Vale Covo, 1 de outubro de 2041
Queridos netos, as cartas, os telefonemas, as mensagens em redes sociais, os e-mails e outros depoimentos-denúncias, de que vos falarei nas próximas cartinhas, foram transformados em “estudos de caso”. Foram objetos de estudo de advogados e cientistas da educação, que, voluntariamente, se dispuseram a ajudar educadores, que mais não ansiavam, a não ser por cumprir a lei, fundamentando os seus projetos numa ciência prudente.
Continuarei a transcrição de um documento, até o completar. Apesar de a autora da mensagem já estar aposentada e ao abrigo de revanche de gestores autoritários, omito o seu nome.
“Logo no primeiro encontro das Turmas-Piloto, convidei a minha diretora e a coordenadora, mas não demonstraram interesse. Todas as vezes que tentei apresentar a proposta para a formação da turma-piloto na escola, recebi negativas sem fundamento. Nesse processo, minha autonomia e minha prática foram desconstruídas aos poucos, ao ponto de a própria Secretaria de Educação, na pessoa de uma assessora, ir até à escola fazer uma reunião comigo, me “orientando a entrar na dança da escola”. Ou seja, a não continuar com minhas “humildes tentativas de pesquisas” e sim, passar a fazer como todos os outros professores. A dividir a demanda de planejamentos de aula com outros colegas, de outros turnos e turmas, e passar a dar aulas planejadas por terceiros, como também planejar aulas para alunos que eu nem conheço, que estudam no período inverso ao meu, que não sei seus nomes, seus gostos, seus interesses etc.
Fiquei de perna mole nesse dia. Mas talvez você não se surpreenda, já deve ter visto casos piores. A justificativa que a assessora e gestoras deram, é a de que os alunos precisam receber as mesmas aulas, pois são da mesma escola (mesmo que não tenham sentido nenhum). Além disso, segundo elas, os pais reclamam quando há diferença nos planejamentos.
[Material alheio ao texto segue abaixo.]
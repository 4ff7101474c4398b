// src/cli.rs

//! CLI argument parsing using `clap`.

use std::path::PathBuf;

use clap::{Parser, ValueEnum};

use crate::config::loader::default_config_path;

/// Command-line arguments for `taskprune`.
#[derive(Debug, Clone, Parser)]
#[command(
    name = "taskprune",
    version,
    about = "Prune a CI task graph down to the jobs a push actually needs.",
    long_about = None
)]
pub struct CliArgs {
    /// Path to the config file (TOML).
    ///
    /// Default: `Taskprune.toml` in the current working directory. A missing
    /// file means built-in defaults.
    #[arg(long, value_name = "PATH", default_value_os_t = default_config_path())]
    pub config: PathBuf,

    /// Full task graph (JSON).
    #[arg(long, value_name = "PATH")]
    pub graph: PathBuf,

    /// Push parameters (JSON). Without them the full graph is only inspected,
    /// never optimized.
    #[arg(long, value_name = "PATH")]
    pub params: Option<PathBuf>,

    /// Record of the last backstop push (JSON).
    #[arg(long, value_name = "PATH")]
    pub backstop_state: Option<PathBuf>,

    /// Files changed by the push, one per line.
    #[arg(long, value_name = "PATH")]
    pub changed_files: Option<PathBuf>,

    /// Write the resulting graph here instead of stdout.
    #[arg(long, value_name = "PATH")]
    pub output: Option<PathBuf>,

    /// Print labels of resulting jobs matching this regex.
    #[arg(long, value_name = "REGEX")]
    pub filter: Option<String>,

    /// Print the tree of jobs depending on this label in the full graph.
    #[arg(long, value_name = "LABEL")]
    pub dependents: Option<String>,

    /// Fail if a job of a must-declare kind has no optimization.
    #[arg(long)]
    pub check_coverage: bool,

    /// Load and validate every input, print what would be optimized, stop.
    #[arg(long)]
    pub dry_run: bool,

    /// Logging level (error, warn, info, debug, trace).
    ///
    /// If omitted, `TASKPRUNE_LOG` or a default level will be used.
    #[arg(long, value_enum, value_name = "LEVEL")]
    pub log_level: Option<LogLevel>,
}

/// Log level as exposed on the CLI.
#[derive(Debug, Copy, Clone, ValueEnum)]
pub enum LogLevel {
    Error,
    Warn,
    Info,
    Debug,
    Trace,
}

pub fn parse() -> CliArgs {
    CliArgs::parse()
}
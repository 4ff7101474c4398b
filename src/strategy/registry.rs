// src/strategy/registry.rs

use std::collections::BTreeMap;
use std::sync::Arc;

use tracing::debug;

use crate::config::model::ConfigFile;
use crate::errors::{Result, TaskpruneError};
use crate::graph::Job;
use crate::strategy::{
    AlwaysRun, FileChangeRelevance, NeverRun, OptimizationStrategy, ProjectExclusion,
    SkipUnlessDependedOn, ALWAYS, NEVER, PROJECT_EXCLUSION, SKIP_UNLESS_CHANGED,
    SKIP_UNLESS_DEPENDED_ON,
};

/// Name -> strategy mapping.
///
/// Lookups never fall back to a default: an unknown name is an error.
#[derive(Debug, Clone, Default)]
pub struct StrategyRegistry {
    strategies: BTreeMap<String, Arc<dyn OptimizationStrategy>>,
}

impl StrategyRegistry {
    /// Empty registry. Jobs without an optimization reference still need
    /// `always` to be registered.
    pub fn new() -> Self {
        Self::default()
    }

    /// Registry with every built-in strategy under its standard name.
    pub fn with_builtins() -> Self {
        let mut registry = Self::new();
        registry.register(ALWAYS, AlwaysRun);
        registry.register(NEVER, NeverRun);
        registry.register(SKIP_UNLESS_DEPENDED_ON, SkipUnlessDependedOn);
        registry.register(PROJECT_EXCLUSION, ProjectExclusion::default());
        registry.register(SKIP_UNLESS_CHANGED, FileChangeRelevance);
        registry
    }

    /// Built-ins configured from `cfg`, plus its `[strategy_aliases]`.
    pub fn from_config(cfg: &ConfigFile) -> Result<Self> {
        let mut registry = Self::with_builtins();
        registry.register(PROJECT_EXCLUSION, ProjectExclusion::from_config(&cfg.exclusion));

        for (alias, target) in cfg.strategy_aliases.iter() {
            registry.alias(alias, target)?;
        }
        Ok(registry)
    }

    /// Register (or replace) a strategy.
    pub fn register<S>(&mut self, name: impl Into<String>, strategy: S)
    where
        S: OptimizationStrategy + 'static,
    {
        self.register_arc(name, Arc::new(strategy));
    }

    pub fn register_arc(&mut self, name: impl Into<String>, strategy: Arc<dyn OptimizationStrategy>) {
        let name = name.into();
        debug!(strategy = %name, "registering optimization strategy");
        self.strategies.insert(name, strategy);
    }

    /// Make `alias` resolve to whatever `target` currently resolves to.
    pub fn alias(&mut self, alias: &str, target: &str) -> Result<()> {
        let strategy = self.strategies.get(target).cloned().ok_or_else(|| {
            TaskpruneError::ConfigError(format!(
                "strategy alias '{alias}' points at unknown strategy '{target}'"
            ))
        })?;
        self.register_arc(alias, strategy);
        Ok(())
    }

    pub fn get(&self, name: &str) -> Option<Arc<dyn OptimizationStrategy>> {
        self.strategies.get(name).cloned()
    }

    pub fn contains(&self, name: &str) -> bool {
        self.strategies.contains_key(name)
    }

    pub fn names(&self) -> impl Iterator<Item = &str> {
        self.strategies.keys().map(|s| s.as_str())
    }

    /// Strategy for `job`: its referenced one, or `always` when it has none.
    pub fn resolve(&self, job: &Job) -> Result<Arc<dyn OptimizationStrategy>> {
        let name = job
            .optimization
            .as_ref()
            .map(|o| o.strategy.as_str())
            .unwrap_or(ALWAYS);

        self.get(name).ok_or_else(|| TaskpruneError::UnknownStrategy {
            job: job.label.clone(),
            strategy: name.to_string(),
        })
    }
}
use std::fmt;
use std::str::FromStr;

use serde::{Deserialize, Serialize};

/// Canonical job label type used throughout the crate.
pub type JobLabel = String;

/// Outcome of asking a strategy whether a job must run for a push.
#[derive(Debug, Clone, Copy, PartialEq, Eq, Hash, Serialize, Deserialize)]
#[serde(rename_all = "lowercase")]
pub enum Decision {
    Keep,
    Drop,
}

impl Decision {
    pub fn is_keep(self) -> bool {
        matches!(self, Decision::Keep)
    }
}

impl fmt::Display for Decision {
    fn fmt(&self, f: &mut fmt::Formatter<'_>) -> fmt::Result {
        match self {
            Decision::Keep => f.write_str("keep"),
            Decision::Drop => f.write_str("drop"),
        }
    }
}

/// What to do when a hard-excluded job is a prerequisite of a job that is
/// still eligible.
///
/// - `Error`: fail the optimization with an incomplete-closure error as soon
///   as a kept job needs the excluded one (default).
/// - `Cascade`: exclude every transitive dependent of an excluded job too.
#[derive(Debug, Clone, Copy, PartialEq, Eq, Deserialize)]
#[serde(rename_all = "lowercase")]
pub enum ExcludedDependencyBehaviour {
    Error,
    Cascade,
}

impl Default for ExcludedDependencyBehaviour {
    fn default() -> Self {
        ExcludedDependencyBehaviour::Error
    }
}

impl FromStr for ExcludedDependencyBehaviour {
    type Err = String;

    fn from_str(s: &str) -> Result<Self, Self::Err> {
        match s.trim().to_lowercase().as_str() {
            "error" => Ok(ExcludedDependencyBehaviour::Error),
            "cascade" => Ok(ExcludedDependencyBehaviour::Cascade),
            other => Err(format!(
                "invalid excluded_dependency: {other} (expected \"error\" or \"cascade\")"
            )),
        }
    }
}
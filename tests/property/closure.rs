// tests/property/closure.rs

use std::collections::{BTreeSet, HashSet};

use proptest::prelude::*;
use taskprune::config::ConfigFile;
use taskprune::graph::TaskGraph;
use taskprune::optimize::GraphOptimizer;
use taskprune::push::{BackstopState, PushContext};
use taskprune_test_utils::builders::{GraphBuilder, JobBuilder};

const STRATEGIES: [&str; 3] = ["always", "never", "skip-unless-depended-on"];

// Acyclic by construction: job N may only depend on jobs 0..N-1. Some jobs
// carry an `excluded_projects` restriction for "autoland".
fn dag_strategy(max_jobs: usize) -> impl Strategy<Value = TaskGraph> {
    (1..=max_jobs).prop_flat_map(|num_jobs| {
        let deps = proptest::collection::vec(
            proptest::collection::vec(any::<usize>(), 0..3),
            num_jobs,
        );
        let strategies = proptest::collection::vec(0..STRATEGIES.len(), num_jobs);
        let excluded = proptest::collection::vec(prop::bool::weighted(0.15), num_jobs);

        (deps, strategies, excluded).prop_map(move |(raw_deps, strategies, excluded)| {
            let mut builder = GraphBuilder::new();
            for i in 0..num_jobs {
                let mut job = JobBuilder::new(&format!("job-{i}"), "test")
                    .optimization(STRATEGIES[strategies[i]]);

                let valid: BTreeSet<usize> = if i > 0 {
                    raw_deps[i].iter().map(|d| d % i).collect()
                } else {
                    BTreeSet::new()
                };
                for dep in valid {
                    job = job.after(&format!("job-{dep}"));
                }
                if excluded[i] {
                    job = job.excluded_projects(&["autoland"]);
                }
                builder = builder.with_job(job);
            }
            builder.build()
        })
    })
}

fn push(pushlog_id: u64) -> PushContext {
    PushContext::new("autoland", "https://hg.mozilla.org/integration/autoland", 1593029536, pushlog_id)
}

fn cascading_optimizer() -> GraphOptimizer {
    let cfg = taskprune_test_utils::builders::ConfigFileBuilder::new()
        .excluded_dependency(taskprune::types::ExcludedDependencyBehaviour::Cascade)
        .build();
    GraphOptimizer::from_config(&cfg).unwrap()
}

proptest! {
    #[test]
    fn optimized_graph_is_dependency_closed(graph in dag_strategy(12), pushlog_id in 1u64..100) {
        let optimized = cascading_optimizer()
            .optimize(&graph, &push(pushlog_id), &BackstopState::default(), None)
            .unwrap();

        for job in optimized.jobs() {
            for dep in &job.dependencies {
                prop_assert!(optimized.contains(dep), "{} kept without {}", job.label, dep);
            }
        }
    }

    #[test]
    fn excluded_jobs_never_survive(graph in dag_strategy(12), pushlog_id in 1u64..100) {
        let optimized = cascading_optimizer()
            .optimize(&graph, &push(pushlog_id), &BackstopState::default(), None)
            .unwrap();

        for job in optimized.jobs() {
            let excluded = job.attribute_list("excluded_projects").unwrap_or_default();
            prop_assert!(!excluded.contains(&"autoland"), "{} ran on autoland", job.label);
        }
    }

    #[test]
    fn error_mode_either_fails_or_matches_cascade(graph in dag_strategy(12)) {
        let strict = GraphOptimizer::from_config(&ConfigFile::default()).unwrap();
        match strict.optimize(&graph, &push(3), &BackstopState::default(), None) {
            Ok(optimized) => {
                let cascaded = cascading_optimizer()
                    .optimize(&graph, &push(3), &BackstopState::default(), None)
                    .unwrap();
                let a: HashSet<&str> = optimized.labels().collect();
                let b: HashSet<&str> = cascaded.labels().collect();
                prop_assert_eq!(a, b);
            }
            Err(e) => prop_assert!(e.is_structural()),
        }
    }

    #[test]
    fn induce_is_idempotent(graph in dag_strategy(12), pick in proptest::collection::vec(any::<bool>(), 12)) {
        let mut seed: BTreeSet<String> = BTreeSet::new();
        for (job, take) in graph.jobs().zip(pick.iter()) {
            if *take {
                seed.insert(job.label.clone());
                seed.extend(graph.transitive_dependencies_of(&job.label).unwrap());
            }
        }

        let once = graph.induce(&seed).unwrap();
        let twice = once.induce(once.labels()).unwrap();
        prop_assert_eq!(once, twice);
    }
}
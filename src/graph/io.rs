// src/graph/io.rs

//! JSON (de)serialization of task graphs.
//!
//! Input accepts either a list of job records or an object keyed by label:
//!
//! ```json
//! [{"label": "build-linux", "kind": "build", "dependencies": []}]
//! {"build-linux": {"kind": "build", "dependencies": []}}
//! ```
//!
//! Keyed input keeps the order the keys appear in the file. Output is always
//! a list in topological order.

use std::path::Path;

use serde::Deserialize;
use tracing::debug;

use crate::errors::{Result, TaskpruneError};
use crate::fs::FileSystem;
use crate::graph::job::Job;
use crate::graph::task_graph::TaskGraph;

#[derive(Deserialize)]
#[serde(untagged)]
enum GraphFile {
    List(Vec<Job>),
    Keyed(serde_json::Map<String, serde_json::Value>),
}

/// Parse a JSON graph document and build a validated [`TaskGraph`].
pub fn parse_graph(contents: &str) -> Result<TaskGraph> {
    let jobs = match serde_json::from_str::<GraphFile>(contents)? {
        GraphFile::List(jobs) => jobs,
        GraphFile::Keyed(map) => map
            .into_iter()
            .map(|(key, value)| {
                let mut job: Job = serde_json::from_value(value)?;
                if job.label.is_empty() {
                    job.label = key;
                } else if job.label != key {
                    return Err(TaskpruneError::ConfigError(format!(
                        "graph key '{key}' does not match job label '{}'",
                        job.label
                    )));
                }
                Ok(job)
            })
            .collect::<Result<Vec<_>>>()?,
    };

    if let Some(job) = jobs.iter().find(|j| j.label.is_empty()) {
        return Err(TaskpruneError::ConfigError(format!(
            "job of kind '{}' has an empty label",
            job.kind
        )));
    }

    TaskGraph::build(jobs)
}

/// Load and validate a graph file.
pub fn load_graph(fs: &dyn FileSystem, path: &Path) -> Result<TaskGraph> {
    let contents = fs.read_to_string(path)?;
    let graph = parse_graph(&contents)?;
    debug!(path = %path.display(), jobs = graph.len(), "loaded task graph");
    Ok(graph)
}

/// Serialize a graph as a pretty-printed JSON list in topological order.
pub fn graph_to_json(graph: &TaskGraph) -> Result<String> {
    let jobs = graph.topological_order()?;
    Ok(serde_json::to_string_pretty(&jobs)?)
}

pub fn write_graph(fs: &dyn FileSystem, path: &Path, graph: &TaskGraph) -> Result<()> {
    let json = graph_to_json(graph)?;
    fs.write(path, json.as_bytes())?;
    Ok(())
}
Outra justificativa é que essa estratégia, essa prática, facilita a vida do professor! Isso é uma prática de anos nessa escola, que tentei driblar, desde 2018, quando fui transferida para a escola. Depois disso tudo que relatei, me senti coagida, tive que obedecer às normas autoritárias, para não sofrer consequências maiores, pelo menos por enquanto. Parece até mentira! A Alice talvez fique assustada com tal prática em pleno 2021.
Desde o segundo semestre, tenho vivido essa realidade formatada, mas ainda tentando fazer alguma diferença às crianças e dar sentido para meus alunos, mas posso dizer que me sinto um pouco “morta” em alguns quesitos, fraca, fracassada, desmotivada, pois fui até caluniada por superiores da secretaria com alertas lançados contra minha pessoa, dizendo que sou perigosa e que não sou o que pareço ser… Enfim, são sentimentos que nunca tive em todos os meus 20 anos de docência. Minha crise! Espero um dia falar sobre ela e sobre o tempo da velha escola, das velhas mentes.
Não encontrando apoio em minha escola, me aproximei do diretor com o qual tivemos a reunião e que vai inaugurar a nova escola. As coisas estavam indo muito bem. Eu e o meu colega de projeto fizemos muitos encontros com o pessoal da escola, com a coordenadora, com professores, contribuímos no PPP da escola, nos estudos. No entanto, depois da bendita reunião com a Secretaria de Educação, o silêncio e o afastamento prevaleceram. O pessoal da escola desse diretor se afastou de nós e nunca mais responderam a mensagens, ou fizeram contato, apesar de todo vínculo e trabalho que foram construídos.”
Isto é: no “tempo do medo”, o oprimido continuava a legitimar as ações do opressor.